The impact on your relationship might be significant and will certainly last longer than flowers.
I took my own advice and decided to go right to the source, and asked Kathy if I had an annoying habit that bothered her.
She thought about it for a while (I hoped that was a good sign) then shared something with me. To be honest, I never would have thought of this, but once she explained it, it made sense to me...it was something I did every day...but I haven't done since.
We've never talked about it since, and I'm not waiting for some grand gesture of gratitude; but I hope it makes a difference for her...if nothing else, that I value her and how she feels and that I don't want to be a source of frustration.
Now, I'm under no illusion that her list was this short, I'm sure there are others. But this was a start.

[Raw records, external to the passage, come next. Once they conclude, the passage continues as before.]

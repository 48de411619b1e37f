//! Host capabilities reachable from the focused plugin.
//!
//! A capability namespace implements [`ConfigCapability`]; the three trait methods are the
//! entire surface a plugin can reach. Every call gets a one-shot [`Completion`] which may be
//! fired synchronously or later from another thread.

use std::collections::HashMap;
use std::fs;
use std::io;
use std::path::{Component, Path, PathBuf};
use std::sync::mpsc;

use serde_json::Value;
use thiserror::Error;

use crate::msg::Msg;
use crate::plugin::broker::CallKey;
use crate::plugin::manifest::PluginId;
use crate::plugin::permission::Operation;

#[derive(Debug, Clone, PartialEq, Eq, Error)]
pub enum CapabilityError {
    #[error("unknown capability namespace: {0:?}")]
    UnknownNamespace(String),
    #[error("invalid arguments for {operation}: {reason}")]
    InvalidArguments {
        operation: &'static str,
        reason: String,
    },
    #[error("invalid config path: {0}")]
    InvalidPath(String),
    #[error("config not found: {0}")]
    NotFound(String),
    #[error("io error: {0}")]
    Io(String),
    #[error("{0}")]
    Failed(String),
}

#[derive(Debug, Clone, PartialEq, Eq, Error)]
pub enum RegistrationError {
    #[error("capability namespace must not be empty")]
    EmptyNamespace,
    #[error("capability namespace already registered: {0}")]
    DuplicateNamespace(String),
}

pub type CapabilityResult = Result<Value, CapabilityError>;

/// One-shot handle that routes a capability result back into the session loop.
///
/// Dropping it without calling [`Completion::complete`] reports the call as abandoned, so the
/// broker can release its pending entry.
#[derive(Debug)]
pub struct Completion {
    key: CallKey,
    tx: mpsc::Sender<Msg>,
    fired: bool,
}

impl Completion {
    pub fn new(key: CallKey, tx: mpsc::Sender<Msg>) -> Self {
        Self {
            key,
            tx,
            fired: false,
        }
    }

    pub fn key(&self) -> CallKey {
        self.key
    }

    pub fn complete(mut self, outcome: CapabilityResult) {
        self.fired = true;
        if self
            .tx
            .send(Msg::CapabilityCompleted(self.key, outcome))
            .is_err()
        {
            tracing::debug!("session closed before capability completed");
        }
    }
}

impl Drop for Completion {
    fn drop(&mut self) {
        if !self.fired {
            // Session may already be gone; nothing left to release then.
            let _ = self.tx.send(Msg::CapabilityAbandoned(self.key));
        }
    }
}

/// Typed form of an allowed call, decoded from the wire arguments.
#[derive(Debug, Clone, PartialEq, Eq)]
pub enum ConfigCall {
    Set { path: String, content: String },
    Get { path: String },
    Remove { path: String },
}

impl ConfigCall {
    pub fn from_arguments(operation: Operation, args: &[Value]) -> Result<Self, CapabilityError> {
        let invalid = |reason: String| CapabilityError::InvalidArguments {
            operation: operation.name(),
            reason,
        };
        let string_at = |idx: usize| -> Result<String, CapabilityError> {
            match args.get(idx) {
                Some(Value::String(s)) => Ok(s.clone()),
                Some(other) => Err(invalid(format!(
                    "argument {idx} must be a string, got {other}"
                ))),
                None => Err(invalid(format!("missing argument {idx}"))),
            }
        };
        let expect_len = |len: usize| -> Result<(), CapabilityError> {
            if args.len() == len {
                Ok(())
            } else {
                Err(invalid(format!("expected {len} arguments, got {}", args.len())))
            }
        };

        match operation {
            Operation::SetConfig => {
                expect_len(2)?;
                Ok(ConfigCall::Set {
                    path: string_at(0)?,
                    content: string_at(1)?,
                })
            }
            Operation::GetConfig => {
                expect_len(1)?;
                Ok(ConfigCall::Get { path: string_at(0)? })
            }
            Operation::RemoveConfig => {
                expect_len(1)?;
                Ok(ConfigCall::Remove { path: string_at(0)? })
            }
        }
    }
}

/// A capability namespace. Implementations are namespaced per plugin through `plugin`.
pub trait ConfigCapability {
    fn set_config(&mut self, plugin: &PluginId, path: &str, content: &str, done: Completion);
    fn get_config(&mut self, plugin: &PluginId, path: &str, done: Completion);
    fn remove_config(&mut self, plugin: &PluginId, path: &str, done: Completion);
}

#[derive(Default)]
pub struct CapabilityTable {
    namespaces: HashMap<String, Box<dyn ConfigCapability>>,
}

impl std::fmt::Debug for CapabilityTable {
    fn fmt(&self, f: &mut std::fmt::Formatter<'_>) -> std::fmt::Result {
        let mut names: Vec<&String> = self.namespaces.keys().collect();
        names.sort();
        f.debug_struct("CapabilityTable")
            .field("namespaces", &names)
            .finish()
    }
}

impl CapabilityTable {
    pub fn new() -> Self {
        Self::default()
    }

    pub fn register(
        &mut self,
        namespace: impl Into<String>,
        capability: Box<dyn ConfigCapability>,
    ) -> Result<(), RegistrationError> {
        let namespace = namespace.into();
        if namespace.trim().is_empty() {
            return Err(RegistrationError::EmptyNamespace);
        }
        if self.namespaces.contains_key(&namespace) {
            return Err(RegistrationError::DuplicateNamespace(namespace));
        }

        tracing::info!("capability namespace {namespace} registered");
        self.namespaces.insert(namespace, capability);
        Ok(())
    }

    pub fn contains(&self, namespace: &str) -> bool {
        self.namespaces.contains_key(namespace)
    }

    pub fn dispatch(
        &mut self,
        namespace: &str,
        plugin: &PluginId,
        call: ConfigCall,
        done: Completion,
    ) {
        let Some(capability) = self.namespaces.get_mut(namespace) else {
            done.complete(Err(CapabilityError::UnknownNamespace(namespace.to_string())));
            return;
        };

        match call {
            ConfigCall::Set { path, content } => {
                capability.set_config(plugin, &path, &content, done)
            }
            ConfigCall::Get { path } => capability.get_config(plugin, &path, done),
            ConfigCall::Remove { path } => capability.remove_config(plugin, &path, done),
        }
    }
}

/// Config files on disk, one directory per plugin under `root`.
#[derive(Debug, Clone)]
pub struct FileConfigStore {
    root: PathBuf,
}

impl FileConfigStore {
    pub fn new(root: impl Into<PathBuf>) -> Self {
        Self { root: root.into() }
    }

    pub fn root(&self) -> &Path {
        &self.root
    }

    fn resolve(&self, plugin: &PluginId, path: &str) -> Result<PathBuf, CapabilityError> {
        let relative = Path::new(path);
        if path.trim().is_empty() {
            return Err(CapabilityError::InvalidPath("empty path".to_string()));
        }
        if !relative
            .components()
            .all(|component| matches!(component, Component::Normal(_)))
        {
            return Err(CapabilityError::InvalidPath(path.to_string()));
        }

        Ok(self.root.join(plugin_dir_name(plugin)).join(relative))
    }

    fn write(&self, plugin: &PluginId, path: &str, content: &str) -> CapabilityResult {
        let target = self.resolve(plugin, path)?;
        if let Some(parent) = target.parent() {
            fs::create_dir_all(parent).map_err(io_error)?;
        }
        fs::write(&target, content).map_err(io_error)?;
        Ok(Value::Null)
    }

    fn read(&self, plugin: &PluginId, path: &str) -> CapabilityResult {
        let target = self.resolve(plugin, path)?;
        match fs::read_to_string(&target) {
            Ok(content) => Ok(Value::String(content)),
            Err(err) if err.kind() == io::ErrorKind::NotFound => {
                Err(CapabilityError::NotFound(path.to_string()))
            }
            Err(err) => Err(io_error(err)),
        }
    }

    fn remove(&self, plugin: &PluginId, path: &str) -> CapabilityResult {
        let target = self.resolve(plugin, path)?;
        match fs::remove_file(&target) {
            Ok(()) => Ok(Value::Null),
            Err(err) if err.kind() == io::ErrorKind::NotFound => {
                Err(CapabilityError::NotFound(path.to_string()))
            }
            Err(err) => Err(io_error(err)),
        }
    }
}

impl ConfigCapability for FileConfigStore {
    fn set_config(&mut self, plugin: &PluginId, path: &str, content: &str, done: Completion) {
        done.complete(self.write(plugin, path, content));
    }

    fn get_config(&mut self, plugin: &PluginId, path: &str, done: Completion) {
        done.complete(self.read(plugin, path));
    }

    fn remove_config(&mut self, plugin: &PluginId, path: &str, done: Completion) {
        done.complete(self.remove(plugin, path));
    }
}

fn io_error(err: io::Error) -> CapabilityError {
    CapabilityError::Io(err.to_string())
}

/// Directory name for a plugin's config files. Distinct ids always get distinct names, also
/// on case-insensitive filesystems.
///
/// The id is percent-encoded, then each upper-case letter outside an escape becomes `^` plus
/// its lower-case form (`^` itself is always percent-encoded). The names `""`, `.` and `..`
/// are written as escapes, which encoding alone never produces for them.
fn plugin_dir_name(plugin: &PluginId) -> String {
    match plugin.as_str() {
        "" => return "%".to_string(),
        "." => return "%2E".to_string(),
        ".." => return "%2E%2E".to_string(),
        _ => {}
    }

    let encoded = urlencoding::encode(plugin.as_str());
    let mut name = String::with_capacity(encoded.len());
    let mut escape_digits = 0;
    for ch in encoded.chars() {
        if escape_digits > 0 {
            escape_digits -= 1;
            name.push(ch);
        } else if ch == '%' {
            escape_digits = 2;
            name.push(ch);
        } else if ch.is_ascii_uppercase() {
            name.push('^');
            name.push(ch.to_ascii_lowercase());
        } else {
            name.push(ch);
        }
    }
    name
}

If you're still convinced that the usual flowers, chocolate or meal out is your only option, I feel I should offer a word of warning.
Let me explain.
I often use scaling questions, with clients, and even friends and family from time to time, just to spark a conversation.
When I did more marriage counselling I would often ask both spouses to rate their relationship from 1-10. (And typically their answers wouldn't be close). But my point here is, if your marriage or relationship with your significant other is a 3 or 4 out of 10, flowers or chocolate on February 14 are not going to move the needle. In fact, the gesture may just make things worse.
An annual romantic gesture cannot make a bad situation better, only worse.
Why?
Because of the questions it will raise, whether asked out loud or not.
Questions like...
Why don't you do romantic things on other days?
Are you doing this out of obligation?
Do you not understand that our relationship isn't good? And do you really think a one-off gesture is going to change things?
Are you that out of touch with our reality?
See how something you hoped would be received as thoughtful, could actually come off as naive and thoughtless?
I'm not opposed to the flowers or chocolates, but they are best received as a celebration of something, not to make up for what's lacking.
If your relationship is struggling, and not worthy of flowers or chocolates, I encourage you to use the scaling question instead.
Here's how it could work for you.
Choose a good time when you both are able to focus and have the freedom to ask and answer honestly without fallout.
Have each of you rate your relationship from 1-10.
Regardless of the number, even if it's a 2 or 3...ask, what is one thing I can do to make it a 3 or 4?
Then start doing that.
An honest conversation that admits the struggle, and brainstorms ways to make it better, just might be the greatest Valentine's Day gift ever!
Happy Valentine's Day! However you celebrate it.